Katja Elina Kallio (born 17 September 1968) is a Finnish novelist, screenwriter, and columnist. She is the author of seven novels and three short prose collections.

==Early life==
Katja Kallio was born on 17 September 1968, in Turku.

==Career==
Kallio has written seven novels, two of which have been turned into Finnish feature films.

Her novels include, Kuutamolla in 2000, Sooloilua in 2002, Karilla in 2008, Syntikirja in 2009, Säkenöivät hetket in 2013, Yön kantaja in 2017, and Tämä läpinäkyvä sydän in 2021.

In 2002, her novel Kuutamolla was made into a film, Lovers & Leavers, for which she was the screenwriter. It was directed by Aku Louhimies, and starred Minna Haapkylä, Anna-Leena Härkönen, and Laura Malmivaara.

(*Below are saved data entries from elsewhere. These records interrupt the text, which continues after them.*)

use std::collections::BTreeSet;
use std::str::FromStr;

use serde::{Deserialize, Serialize};

use super::domain::{ApplicationStatus, InvitationStatus, JobType, UnknownVariant};

/// Posting-age window selectable on the job search screen.
#[derive(Debug, Clone, Copy, Default, PartialEq, Eq, Hash, Serialize, Deserialize)]
pub enum TimeWindow {
    #[serde(rename = "last24h")]
    Last24Hours,
    #[serde(rename = "last7days")]
    Last7Days,
    #[serde(rename = "last30days")]
    Last30Days,
    #[default]
    #[serde(rename = "all")]
    All,
}

impl TimeWindow {
    pub const fn ordered() -> [Self; 4] {
        [Self::All, Self::Last24Hours, Self::Last7Days, Self::Last30Days]
    }

    /// Inclusive upper bound on elapsed days, `None` for an unbounded window.
    pub const fn threshold_days(self) -> Option<i64> {
        match self {
            Self::Last24Hours => Some(1),
            Self::Last7Days => Some(7),
            Self::Last30Days => Some(30),
            Self::All => None,
        }
    }

    pub const fn key(self) -> &'static str {
        match self {
            Self::Last24Hours => "last24h",
            Self::Last7Days => "last7days",
            Self::Last30Days => "last30days",
            Self::All => "all",
        }
    }

    pub const fn label(self) -> &'static str {
        match self {
            Self::Last24Hours => "Last 24 Hours",
            Self::Last7Days => "Last 7 Days",
            Self::Last30Days => "Last 30 Days",
            Self::All => "All Time",
        }
    }
}

impl FromStr for TimeWindow {
    type Err = UnknownVariant;

    fn from_str(value: &str) -> Result<Self, Self::Err> {
        let trimmed = value.trim();
        Self::ordered()
            .into_iter()
            .find(|window| window.key().eq_ignore_ascii_case(trimmed))
            .ok_or_else(|| UnknownVariant {
                kind: "time window",
                value: trimmed.to_string(),
            })
    }
}

/// Job search filter state. Replaced wholesale whenever the user changes a control.
#[derive(Debug, Clone, Default, PartialEq, Eq, Serialize, Deserialize)]
pub struct JobCriteria {
    #[serde(default)]
    pub skills: BTreeSet<String>,
    #[serde(default)]
    pub job_types: BTreeSet<JobType>,
    #[serde(default)]
    pub time_window: TimeWindow,
    #[serde(default)]
    pub query: String,
}

impl JobCriteria {
    pub fn with_query(mut self, query: impl Into<String>) -> Self {
        self.query = query.into();
        self
    }

    pub fn with_skills<I, S>(mut self, skills: I) -> Self
    where
        I: IntoIterator<Item = S>,
        S: Into<String>,
    {
        self.skills = skills.into_iter().map(Into::into).collect();
        self
    }

    pub fn with_job_types<I>(mut self, job_types: I) -> Self
    where
        I: IntoIterator<Item = JobType>,
    {
        self.job_types = job_types.into_iter().collect();
        self
    }

    pub fn with_time_window(mut self, time_window: TimeWindow) -> Self {
        self.time_window = time_window;
        self
    }

    /// Criteria with `skill` selected if it was not, deselected otherwise.
    pub fn toggled_skill(&self, skill: &str) -> Self {
        let mut next = self.clone();
        if !next.skills.remove(skill) {
            next.skills.insert(skill.to_string());
        }
        next
    }

    pub fn toggled_job_type(&self, job_type: JobType) -> Self {
        let mut next = self.clone();
        if !next.job_types.remove(&job_type) {
            next.job_types.insert(job_type);
        }
        next
    }

    pub fn is_active(&self) -> bool {
        !self.skills.is_empty()
            || !self.job_types.is_empty()
            || self.time_window != TimeWindow::All
            || !self.query.trim().is_empty()
    }
}

/// Filter state for the "my applications" screen.
#[derive(Debug, Clone, Default, PartialEq, Eq, Serialize, Deserialize)]
pub struct ApplicationCriteria {
    #[serde(default)]
    pub query: String,
    #[serde(default)]
    pub status: Option<ApplicationStatus>,
}

impl ApplicationCriteria {
    pub fn with_query(mut self, query: impl Into<String>) -> Self {
        self.query = query.into();
        self
    }

    pub fn with_status(mut self, status: Option<ApplicationStatus>) -> Self {
        self.status = status;
        self
    }
}

/// Filter state for the invitations inbox.
#[derive(Debug, Clone, Default, PartialEq, Eq, Serialize, Deserialize)]
pub struct InvitationCriteria {
    #[serde(default)]
    pub query: String,
    #[serde(default)]
    pub status: Option<InvitationStatus>,
}

impl InvitationCriteria {
    pub fn with_query(mut self, query: impl Into<String>) -> Self {
        self.query = query.into();
        self
    }

    pub fn with_status(mut self, status: Option<InvitationStatus>) -> Self {
        self.status = status;
        self
    }
}
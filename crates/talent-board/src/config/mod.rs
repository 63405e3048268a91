use std::env;
use std::fmt;
use std::net::{IpAddr, SocketAddr};
use std::path::PathBuf;

use crate::listings::pagination::DEFAULT_PAGE_SIZE;

/// Skills on the sample student profile, used to rank postings when none are configured.
pub const DEFAULT_VIEWER_SKILLS: [&str; 12] = [
    "JavaScript",
    "Python",
    "React",
    "Node.js",
    "Machine Learning",
    "TensorFlow",
    "AWS",
    "MongoDB",
    "Git",
    "Docker",
    "TypeScript",
    "Java",
];

/// Distinguishes runtime behavior for different stages of the service.
#[derive(Debug, Clone, Copy, PartialEq, Eq)]
pub enum AppEnvironment {
    Development,
    Test,
    Production,
}

impl AppEnvironment {
    fn from_str(value: &str) -> Self {
        match value.trim().to_ascii_lowercase().as_str() {
            "prod" | "production" => Self::Production,
            "test" | "ci" => Self::Test,
            _ => Self::Development,
        }
    }
}

/// Top-level configuration for the application.
#[derive(Debug, Clone)]
pub struct AppConfig {
    pub environment: AppEnvironment,
    pub server: ServerConfig,
    pub telemetry: TelemetryConfig,
    pub listings: ListingConfig,
}

impl AppConfig {
    pub fn load() -> Result<Self, ConfigError> {
        dotenvy::dotenv().ok();

        let environment = AppEnvironment::from_str(
            &env::var("APP_ENV").unwrap_or_else(|_| "development".to_string()),
        );

        let host = env::var("APP_HOST").unwrap_or_else(|_| "127.0.0.1".to_string());
        let port = env::var("APP_PORT")
            .unwrap_or_else(|_| "3000".to_string())
            .parse::<u16>()
            .map_err(|_| ConfigError::InvalidPort)?;

        let log_level = env::var("APP_LOG_LEVEL").unwrap_or_else(|_| "info".to_string());

        let listings = ListingConfig::from_env()?;

        Ok(Self {
            environment,
            server: ServerConfig { host, port },
            telemetry: TelemetryConfig { log_level },
            listings,
        })
    }
}

/// Settings controlling the HTTP server binding.
#[derive(Debug, Clone)]
pub struct ServerConfig {
    pub host: String,
    pub port: u16,
}

impl ServerConfig {
    pub fn socket_addr(&self) -> Result<SocketAddr, ConfigError> {
        if self.host.eq_ignore_ascii_case("localhost") {
            return Ok(SocketAddr::new(IpAddr::from([127, 0, 0, 1]), self.port));
        }

        let ip: IpAddr = self
            .host
            .parse()
            .map_err(|source| ConfigError::InvalidHost { source })?;

        Ok(SocketAddr::new(ip, self.port))
    }
}

/// Tracing controls.
#[derive(Debug, Clone)]
pub struct TelemetryConfig {
    pub log_level: String,
}

/// Catalog source, paging and ranking inputs for the listing screens.
#[derive(Debug, Clone, PartialEq, Eq)]
pub struct ListingConfig {
    pub page_size: usize,
    pub viewer_skills: Vec<String>,
    pub catalog_path: Option<PathBuf>,
    pub applications_csv: Option<PathBuf>,
}

impl Default for ListingConfig {
    fn default() -> Self {
        Self {
            page_size: DEFAULT_PAGE_SIZE,
            viewer_skills: DEFAULT_VIEWER_SKILLS.iter().map(|s| s.to_string()).collect(),
            catalog_path: None,
            applications_csv: None,
        }
    }
}

impl ListingConfig {
    fn from_env() -> Result<Self, ConfigError> {
        let mut config = Self::default();

        if let Ok(raw) = env::var("APP_PAGE_SIZE") {
            config.page_size = match raw.trim().parse::<usize>() {
                Ok(size) if size > 0 => size,
                _ => return Err(ConfigError::InvalidPageSize { value: raw }),
            };
        }

        if let Ok(raw) = env::var("APP_VIEWER_SKILLS") {
            config.viewer_skills = parse_skill_list(&raw);
        }

        config.catalog_path = non_empty_path("APP_CATALOG_PATH");
        config.applications_csv = non_empty_path("APP_APPLICATIONS_CSV");

        Ok(config)
    }
}

pub fn parse_skill_list(raw: &str) -> Vec<String> {
    raw.split(',')
        .map(str::trim)
        .filter(|skill| !skill.is_empty())
        .map(str::to_string)
        .collect()
}

fn non_empty_path(key: &str) -> Option<PathBuf> {
    env::var(key)
        .ok()
        .filter(|value| !value.trim().is_empty())
        .map(PathBuf::from)
}

#[derive(Debug)]
pub enum ConfigError {
    InvalidPort,
    InvalidHost { source: std::net::AddrParseError },
    InvalidPageSize { value: String },
}

impl fmt::Display for ConfigError {
    fn fmt(&self, f: &mut fmt::Formatter<'_>) -> fmt::Result {
        match self {
            ConfigError::InvalidPort => write!(f, "APP_PORT must be a valid u16"),
            ConfigError::InvalidHost { .. } => {
                write!(f, "APP_HOST must parse to an IPv4 or IPv6 address")
            }
            ConfigError::InvalidPageSize { value } => {
                write!(f, "APP_PAGE_SIZE must be a positive integer, got '{value}'")
            }
        }
    }
}

impl std::error::Error for ConfigError {
    fn source(&self) -> Option<&(dyn std::error::Error + 'static)> {
        match self {
            ConfigError::InvalidPort | ConfigError::InvalidPageSize { .. } => None,
            ConfigError::InvalidHost { source } => Some(source),
        }
    }
}
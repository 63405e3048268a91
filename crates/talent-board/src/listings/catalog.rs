//! In-memory collections backing the listing screens.

use std::collections::HashSet;
use std::io::Read;
use std::path::Path;

use chrono::NaiveDate;
use serde::{Deserialize, Deserializer, Serialize};

use super::domain::{
    Application, ApplicationId, ApplicationStatus, Invitation, InvitationId, Job, JobId,
};

const BUNDLED_CATALOG: &str = include_str!("../../data/catalog.json");

#[derive(Debug, thiserror::Error)]
pub enum CatalogError {
    #[error("failed to read catalog: {0}")]
    Io(#[from] std::io::Error),
    #[error("invalid catalog JSON: {0}")]
    Json(#[from] serde_json::Error),
    #[error("invalid application CSV data: {0}")]
    Csv(#[from] csv::Error),
    #[error("application CSV row {row}: {reason}")]
    InvalidRow { row: usize, reason: String },
    #[error("duplicate job id '{0}'")]
    DuplicateJob(JobId),
    #[error("duplicate application id '{0}'")]
    DuplicateApplication(ApplicationId),
}

/// Jobs, applications and invitations available to a session.
#[derive(Debug, Clone, Default, PartialEq, Serialize, Deserialize)]
pub struct Catalog {
    #[serde(default)]
    jobs: Vec<Job>,
    #[serde(default)]
    applications: Vec<Application>,
    #[serde(default)]
    invitations: Vec<Invitation>,
}

impl Catalog {
    pub fn new(
        jobs: Vec<Job>,
        applications: Vec<Application>,
        invitations: Vec<Invitation>,
    ) -> Result<Self, CatalogError> {
        let catalog = Self {
            jobs,
            applications,
            invitations,
        };
        catalog.validate()?;
        Ok(catalog)
    }

    /// Sample data shipped with the crate.
    pub fn bundled() -> Result<Self, CatalogError> {
        Self::from_reader(BUNDLED_CATALOG.as_bytes())
    }

    pub fn from_json_path<P: AsRef<Path>>(path: P) -> Result<Self, CatalogError> {
        let file = std::fs::File::open(path)?;
        Self::from_reader(std::io::BufReader::new(file))
    }

    pub fn from_reader<R: Read>(reader: R) -> Result<Self, CatalogError> {
        let catalog: Catalog = serde_json::from_reader(reader)?;
        catalog.validate()?;
        Ok(catalog)
    }

    fn validate(&self) -> Result<(), CatalogError> {
        let mut job_ids = HashSet::new();
        for job in &self.jobs {
            if !job_ids.insert(&job.id) {
                return Err(CatalogError::DuplicateJob(job.id.clone()));
            }
        }

        let mut application_ids = HashSet::new();
        for application in &self.applications {
            if !application_ids.insert(&application.id) {
                return Err(CatalogError::DuplicateApplication(application.id.clone()));
            }
        }

        Ok(())
    }

    /// Replace the application list, e.g. with rows from a CSV export.
    pub fn with_applications(
        mut self,
        applications: Vec<Application>,
    ) -> Result<Self, CatalogError> {
        self.applications = applications;
        self.validate()?;
        Ok(self)
    }

    pub fn jobs(&self) -> &[Job] {
        &self.jobs
    }

    pub fn applications(&self) -> &[Application] {
        &self.applications
    }

    pub fn invitations(&self) -> &[Invitation] {
        &self.invitations
    }

    pub fn job(&self, id: &JobId) -> Option<&Job> {
        self.jobs.iter().find(|job| &job.id == id)
    }

    pub fn invitation(&self, id: &InvitationId) -> Option<&Invitation> {
        self.invitations
            .iter()
            .find(|invitation| &invitation.id == id)
    }
}

/// Reads application rows from a spreadsheet export.
pub struct ApplicationCsvImporter;

impl ApplicationCsvImporter {
    pub fn from_path<P: AsRef<Path>>(path: P) -> Result<Vec<Application>, CatalogError> {
        let file = std::fs::File::open(path)?;
        Self::from_reader(file)
    }

    pub fn from_reader<R: Read>(reader: R) -> Result<Vec<Application>, CatalogError> {
        let mut csv_reader = csv::ReaderBuilder::new()
            .trim(csv::Trim::All)
            .from_reader(reader);
        let mut applications = Vec::new();

        for (index, record) in csv_reader.deserialize::<ApplicationRow>().enumerate() {
            let row = record?;
            applications.push(row.into_application(index + 1)?);
        }

        Ok(applications)
    }
}

#[derive(Debug, Deserialize)]
struct ApplicationRow {
    #[serde(rename = "Application ID")]
    id: String,
    #[serde(rename = "Job ID")]
    job_id: String,
    #[serde(rename = "Job Title")]
    job_title: String,
    #[serde(rename = "Company")]
    company: String,
    #[serde(rename = "Location")]
    location: String,
    #[serde(rename = "Job Type")]
    job_type: String,
    #[serde(rename = "Salary", default, deserialize_with = "empty_string_as_none")]
    salary: Option<String>,
    #[serde(rename = "Applied Date")]
    applied_date: String,
    #[serde(rename = "Status")]
    status: String,
}

impl ApplicationRow {
    fn into_application(self, row: usize) -> Result<Application, CatalogError> {
        let applied_date = NaiveDate::parse_from_str(&self.applied_date, "%Y-%m-%d").map_err(
            |err| CatalogError::InvalidRow {
                row,
                reason: format!("applied date '{}' is not YYYY-MM-DD ({err})", self.applied_date),
            },
        )?;
        let status = self
            .status
            .parse::<ApplicationStatus>()
            .map_err(|err| CatalogError::InvalidRow {
                row,
                reason: err.to_string(),
            })?;

        Ok(Application {
            id: ApplicationId(self.id),
            job_id: JobId(self.job_id),
            job_title: self.job_title,
            company: self.company,
            location: self.location,
            job_type: self.job_type,
            salary: self.salary,
            applied_date,
            status,
        })
    }
}

fn empty_string_as_none<'de, D>(deserializer: D) -> Result<Option<String>, D::Error>
where
    D: Deserializer<'de>,
{
    let opt = Option::<String>::deserialize(deserializer)?;
    Ok(opt.filter(|value| !value.trim().is_empty()))
}

#[cfg(test)]
mod tests {
    use super::*;

    #[test]
    fn bundled_catalog_loads() {
        let catalog = Catalog::bundled().expect("bundled catalog parses");
        assert!(!catalog.jobs().is_empty());
        assert!(catalog.applications().len() > 8);
        assert!(!catalog.invitations().is_empty());
        assert!(catalog.job(&JobId("1".to_string())).is_some());
        let invitation = catalog
            .invitation(&InvitationId("inv-2".to_string()))
            .expect("inv-2 bundled");
        assert_eq!(invitation.mentor.name, "Alex Rodriguez");
        assert!(catalog
            .invitation(&InvitationId("inv-99".to_string()))
            .is_none());
    }

    #[test]
    fn malformed_dates_are_rejected_at_load() {
        let json = r#"{"jobs":[{"id":"x","title":"t","company":"c","location":"l","type":"Fresher",
            "experience":"0-1 years","salary":"n/a","description":"d","requirements":[],"skills":[],
            "posted_by":"p","posted_date":"not-a-date","application_deadline":"2024-02-01","is_remote":false}]}"#;
        let err = Catalog::from_reader(json.as_bytes()).expect_err("bad date rejected");
        assert!(matches!(err, CatalogError::Json(_)));
    }

    #[test]
    fn csv_import_parses_rows_and_blank_salary() {
        let csv = "Application ID,Job ID,Job Title,Company,Location,Job Type,Salary,Applied Date,Status\n\
app-100,job-1,Backend Developer,CloudServices Co,Austin TX,Full-time,,2024-01-08,Applied\n\
app-101,job-2,Data Analyst,Numbers Inc,Remote,Internship,$20/hour,2024-01-09,interview\n";

        let applications =
            ApplicationCsvImporter::from_reader(csv.as_bytes()).expect("csv imports");
        assert_eq!(applications.len(), 2);
        assert_eq!(applications[0].salary, None);
        assert_eq!(applications[1].status, ApplicationStatus::Interview);
        assert_eq!(
            applications[1].applied_date,
            NaiveDate::from_ymd_opt(2024, 1, 9).expect("valid")
        );
    }

    #[test]
    fn csv_import_reports_row_of_bad_status() {
        let csv = "Application ID,Job ID,Job Title,Company,Location,Job Type,Salary,Applied Date,Status\n\
app-100,job-1,Backend Developer,CloudServices Co,Austin TX,Full-time,,2024-01-08,Hired\n";

        let err = ApplicationCsvImporter::from_reader(csv.as_bytes()).expect_err("bad status");
        match err {
            CatalogError::InvalidRow { row, reason } => {
                assert_eq!(row, 1);
                assert!(reason.contains("Hired"));
            }
            other => panic!("unexpected error {other}"),
        }
    }

    #[test]
    fn duplicate_application_ids_are_rejected() {
        let catalog = Catalog::bundled().expect("bundled catalog parses");
        let mut applications = catalog.applications().to_vec();
        applications.push(applications[0].clone());
        let err = catalog
            .with_applications(applications)
            .expect_err("duplicate rejected");
        assert!(matches!(err, CatalogError::DuplicateApplication(_)));
    }
}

In 2007, Sooloilua (Playing Solo) was released as a film, directed by Lauri Nurkse, and starring Saija Lentonen, Kari-Pekka Toivonen, and Kristiina Elstelä, with Kallio again being the screenwriter.

In 2010, If You Love (Jos rakastat) was released, based on an original idea by Jarkko Hentula, and with the screenplay written by Kallio.

==Personal life==
In 1994, Kallio married Asko Kallonen, who works in music industry. They have two children, and live in Helsinki.